The beginning.
Ha. Been fooled about that before.
The other night, I was working overnight in the emergency room. It was about 4 in the morning, maybe 5, the point in the night where your body wants most desperately to be lying down. The department was quite busy, and from the bottom of the stack of people waiting, I picked up a chart that said “suicidal ideation”. As I walked to the room, I glanced at the patient’s information. A young man. No fixed address. No past history.
I could smell the booze before I walked into the room. In it sat a well dressed man with glassy eyes. I sat down.
That is the important part, I explain to students sometimes. The sitting down. Too often, I explain, when people come in with emotional pain, we don’t treat their symptoms well. When people come in who have injured their ankle, even if it’s not broken, we still give them ibupfrofen or a tensor bandage. When people are suffering spiritually, sit down, even for five minutes, and listen.
Too often, I don’t practice what I preach, but that night I remembered. I sat down, and we talked.
He had a hard life. He had been drinking since he was a kid, had no family in Toronto, few friends. He lost his apartment, was staying at shelters. With no prospects, he could only see one way out.
When I told him there were others, he said “It’s easy for you to say. You don’t know my life.”
“You’re right,” I said, “I don’t. And you don’t know mine. But I do know that the past is not here now, but you are. And I know where the road to something better starts. Right there.” I pointed at his feet. “It’s always right there.”
We talked some more, discussed his relationship with booze, and identified loosening it might be a good first step. A few hours later, after he had eaten breakfast, he left the hospital to go to detox. I never saw him again, which for an emergency doctor, is sometimes all he gets as a marker of his success.
So maybe the road starts here. Time will tell. It is an exciting time for me, with the book coming out, this website going up.
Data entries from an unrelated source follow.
use crate::assistants::{AssistantThread, ListOrder, MessageRole, Run, ThreadMessage};
use crate::streaming::StreamEvent;
use crate::types::Message;
use anyhow::Result;
use async_trait::async_trait;
use futures::Stream;
use serde::{Deserialize, Serialize};
use std::pin::Pin;

/// Stream of events emitted by a streamed assistant run
pub type RunEventStream = Pin<Box<dyn Stream<Item = Result<StreamEvent>> + Send>>;

/// Trait for single-shot chat completions (summaries, analyses, assessments)
#[async_trait]
pub trait ChatClient: Send + Sync {
    /// Non-streaming chat completion
    async fn chat(&self, request: ChatRequest) -> Result<ChatResponse>;
}

/// Trait for the hosted assistant service (threads, messages, runs)
///
/// A thread keeps the conversation history on the provider side; a run
/// executes the configured assistant against everything appended so far.
#[async_trait]
pub trait AssistantClient: Send + Sync {
    /// Create an empty conversation thread
    async fn create_thread(&self) -> Result<AssistantThread>;

    /// Append a message to a thread
    async fn add_message(
        &self,
        thread_id: &str,
        role: MessageRole,
        content: &str,
    ) -> Result<ThreadMessage>;

    /// List every message of a thread in the requested order
    async fn list_messages(&self, thread_id: &str, order: ListOrder) -> Result<Vec<ThreadMessage>>;

    /// Newest messages of a thread, newest first, from a single page of at most `limit`
    async fn recent_messages(&self, thread_id: &str, limit: usize) -> Result<Vec<ThreadMessage>>;

    /// Start a run of `assistant_id` over the thread
    async fn create_run(&self, thread_id: &str, assistant_id: &str) -> Result<Run>;

    /// Fetch the current state of a run
    async fn retrieve_run(&self, thread_id: &str, run_id: &str) -> Result<Run>;

    /// Start a run and stream its events as they happen
    async fn stream_run(&self, thread_id: &str, assistant_id: &str) -> Result<RunEventStream>;
}

#[derive(Debug, Clone)]
pub struct ChatRequest {
    pub model: String,
    pub messages: Vec<Message>,
    pub options: ChatOptions,
}

impl ChatRequest {
    pub fn new(model: impl Into<String>, messages: Vec<Message>) -> Self {
        Self {
            model: model.into(),
            messages,
            options: ChatOptions::default(),
        }
    }

    pub fn with_options(mut self, options: ChatOptions) -> Self {
        self.options = options;
        self
    }
}

#[derive(Debug, Clone, Default)]
pub struct ChatOptions {
    pub temperature: Option<f32>,
    pub max_tokens: Option<u32>,
    pub response_format: Option<ResponseFormat>,
}

impl ChatOptions {
    pub fn new() -> Self {
        Self::default()
    }

    pub fn temperature(mut self, temp: f32) -> Self {
        self.temperature = Some(temp);
        self
    }

    pub fn max_tokens(mut self, tokens: u32) -> Self {
        self.max_tokens = Some(tokens);
        self
    }

    pub fn response_format(mut self, format: ResponseFormat) -> Self {
        self.response_format = Some(format);
        self
    }
}

/// Output format requested from the completion endpoint
#[derive(Debug, Clone, Copy, PartialEq, Eq, Serialize, Deserialize)]
#[serde(tag = "type", rename_all = "snake_case")]
pub enum ResponseFormat {
    Text,
    JsonObject,
}

#[derive(Debug, Clone)]
pub struct ChatResponse {
    pub content: Option<String>,
    pub usage: Option<TokenUsage>,
    pub finish_reason: Option<String>,
    pub raw: serde_json::Value,
}

impl ChatResponse {
    /// Response text, failing when the provider returned no content
    pub fn text(&self) -> Result<&str> {
        self.content
            .as_deref()
            .ok_or_else(|| anyhow::anyhow!("Completion returned no content"))
    }
}

#[derive(Debug, Clone, Serialize, Deserialize)]
pub struct TokenUsage {
    pub input_tokens: u32,
    pub output_tokens: u32,
    pub total_tokens: u32,
}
I hope that with both things, I can make the story of Abyei and Sudan alive for people. I hope that with SMiS.com, those who read the book can deepen their understanding of the story, and find routes for involving themselves in it. I hope that people who haven’t read the book might come to it through their computers. Most of all, I hope that at a time when people are so interested in connection, this might serve as a conduit, a thread, to bring us into contact with each other, and perhaps through that, the world.
As was true of my Suddenly….Sudan blog, it was kept alive by those who read it. I hope the same is true of this. Thank you for reading. Thank you for being part of this.








I devoured the book and thought it was eye-opening and thought-provoking. I also really really like this web site. I do hope people read your new blog and keep it alive – that way readers will get a chance to broaden their horizons… things like the increasing incidence of violent aid-worker incidents – really important issue that hardly gets mentioned elsewhere.
I also commend you heartily on your choice of photo for the ‘get involved’ section of this site!
Finally. I’ve truly looked forward to this book. I read every post from your MSF blog – some two and three times. And, I don’t think I ever commented (selfish of me, I know.) But you have changed my perspective in immeasurable ways. So I’m commenting now, to say thank you.